Polylactide Acid (PLA) is manufactured by a fermentation process initiated by bacterial cultures. Lactic acid is easily produced. The trick lies in polymerizing or joining these molecules of lactic acid to produce PLA. PLA is relatively cheaper to produce as compared to PHA.

However, PLA is not as strong as PHA and therefore it does not find as many applications as PHA. PLA can be used for grocery bags, bottles, cups, packaging materials, and plates. It decomposes easily in the presence of acids. It is not easy to compost PLA in backyards, because the amount of water and temperature conditions required are not available naturally. PLA can take up to 12 months to decompose in soil. When PLA decomposes in the presence of oxygen, it releases carbon dioxide and water. However, in the absence of oxygen the decomposition of PLA releases methane. It does not decompose in our oceans, and hence should not find its way into marine waters.

Biomass based biodegradable plastics are made from cellulose acetate, a substance obtained from wood cellulose and crop waste. It finds used in the manufacture of solid plastics, cigarette filters, and coatings. Cellophane is a commonly used biodegradable film that is made from cellulose. Cellulose acetate-based plastics degrade up to 70% by weight over one and half years. 

Starch obtained from starchy vegetables and crops such as wheat, potato, and cassava is treated with heat and water to produce a thermoplastic. Starch also finds use as an additive to bio-based and conventional plastic to improve and increase their biodegradability. Plastic made from starch can be made compostable or surely biodegradable. Compostable varieties can degrade completely in 90 days. Biodegradable varieties take more than 3 months to degrade up to 50%. Complete degradation may take up to 2 years.

 It may come as a surprise to some, but it is possible to make biodegradable plastics from fossil fuels. Polybutylene Succinate (PBS), Polycaprolactone (PCL), Polybutyrate Adipate Terephthalate (PBAT) and Polyvinyl Alcohol (PVOH/PVA) are examples of such plastics. 

PBAT is made from fossil fuel derivatives. Researchers are testing options that will allow the production of this polymer from renewable sources.

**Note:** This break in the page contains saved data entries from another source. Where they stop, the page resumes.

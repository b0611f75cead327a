//! Host state management for the kernel.
//!
//! This module provides the `HostState` struct which serves as the central
//! coordination point for all tool operations: it owns the execution
//! environment handle, the session registry, the current-session pointer and
//! the host transfer roots.

use anyhow::{Context, Result};
use parking_lot::Mutex;
use std::sync::Arc;
use std::time::Duration;
use tracing::info;

use crate::environment::ExecutionEnvironment;
use crate::infrastructure::config::{SessionSettings, WorkdirSettings};
use crate::sandbox::HostPolicy;
use crate::session::{
    AcquirePolicy, Clock, CurrentSession, CurrentSessionStore, Janitor, JanitorHandle,
    MarkerFileStore, NoPersistence, SessionContext, SessionRegistry,
};

/// Inner state shared behind an `Arc`.
pub(crate) struct HostStateInner {
    pub(crate) environment: Arc<dyn ExecutionEnvironment>,
    pub(crate) registry: Arc<SessionRegistry>,
    pub(crate) current: Arc<CurrentSession>,
    pub(crate) context: SessionContext,
    pub(crate) inbound: HostPolicy,
    pub(crate) outbound: HostPolicy,
    pub(crate) ttl: Duration,
    pub(crate) janitor_interval: Duration,
    pub(crate) default_policy: AcquirePolicy,
    pub(crate) janitor: Mutex<Option<JanitorHandle>>,
}

/// The main host state for the kernel.
///
/// One `HostState` serves one logical connection: it tracks a single current
/// session. It uses an internal `Arc` for cheap cloning across handlers.
#[derive(Clone)]
pub struct HostState {
    pub(crate) inner: Arc<HostStateInner>,
}

impl std::fmt::Debug for HostState {
    fn fmt(&self, f: &mut std::fmt::Formatter<'_>) -> std::fmt::Result {
        f.debug_struct("HostState")
            .field("environment", &self.inner.environment.name())
            .field("registry", &self.inner.registry)
            .field("inbound", &self.inner.inbound.root())
            .field("outbound", &self.inner.outbound.root())
            .finish_non_exhaustive()
    }
}

impl HostState {
    /// Creates host state over an execution environment.
    ///
    /// # Errors
    ///
    /// Returns an error if a host transfer root does not exist or cannot be
    /// canonicalized.
    pub fn new(
        environment: Arc<dyn ExecutionEnvironment>,
        clock: Arc<dyn Clock>,
        session: &SessionSettings,
        workdirs: &WorkdirSettings,
    ) -> Result<Self> {
        let inbound = HostPolicy::new(workdirs.input_dir())
            .context("Failed to initialize the upload root")?;
        let outbound = HostPolicy::new(workdirs.output_dir())
            .context("Failed to initialize the download root")?;

        let registry = Arc::new(SessionRegistry::new(environment.clone(), clock, session));
        let store: Arc<dyn CurrentSessionStore> = if session.persist_current {
            Arc::new(MarkerFileStore::new(environment.clone(), registry.base_dir()))
        } else {
            Arc::new(NoPersistence)
        };
        let current = Arc::new(CurrentSession::new(registry.clone(), store, session.ttl()));
        let context = SessionContext::new(registry.clone(), current.clone());

        let default_policy = if session.require_explicit {
            AcquirePolicy::Require
        } else {
            AcquirePolicy::ReuseCurrent
        };

        Ok(Self {
            inner: Arc::new(HostStateInner {
                environment,
                registry,
                current,
                context,
                inbound,
                outbound,
                ttl: session.ttl(),
                janitor_interval: session.janitor_interval(),
                default_policy,
                janitor: Mutex::new(None),
            }),
        })
    }

    /// The session registry.
    #[must_use]
    pub fn registry(&self) -> &Arc<SessionRegistry> {
        &self.inner.registry
    }

    /// The current-session pointer.
    #[must_use]
    pub fn current(&self) -> &Arc<CurrentSession> {
        &self.inner.current
    }

    /// Scoped session acquisition.
    #[must_use]
    pub fn context(&self) -> &SessionContext {
        &self.inner.context
    }

    /// The execution environment.
    #[must_use]
    pub fn environment(&self) -> &Arc<dyn ExecutionEnvironment> {
        &self.inner.environment
    }

    /// Policy for operations called without a session id.
    #[must_use]
    pub fn default_policy(&self) -> AcquirePolicy {
        self.inner.default_policy
    }

    /// Root that upload sources are confined to.
    #[must_use]
    pub fn inbound(&self) -> &HostPolicy {
        &self.inner.inbound
    }

    /// Root that download targets are confined to.
    #[must_use]
    pub fn outbound(&self) -> &HostPolicy {
        &self.inner.outbound
    }

    /// Starts the expiry janitor. Later calls are no-ops.
    pub fn start_janitor(&self) {
        let mut janitor = self.inner.janitor.lock();
        if janitor.is_none() {
            *janitor = Some(Janitor::spawn(
                self.inner.registry.clone(),
                self.inner.ttl,
                self.inner.janitor_interval,
            ));
        }
    }

    /// Whether the janitor is running.
    #[must_use]
    pub fn janitor_running(&self) -> bool {
        self.inner.janitor.lock().is_some()
    }

    /// Stops the janitor if it is running.
    pub async fn shutdown(&self) {
        let handle = self.inner.janitor.lock().take();
        if let Some(handle) = handle {
            handle.shutdown().await;
            info!("Host state shut down");
        }
    }
}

This polymer could become a biodegradable alternative for LDPE and HDPE. If that happens and the use of this polymer gains currency, then we could see garbage bags and disposable packaging be manufactured from PBAT. This plastic is biodegradable as well as compostable.

PCL is a plastic with a number of specialty uses. It finds applications in the manufacture of surface coatings, adhesives, and stiffeners for orthopedic splints. It degrades very fast, and in the presence of yeast it can degrade completely in less than a month.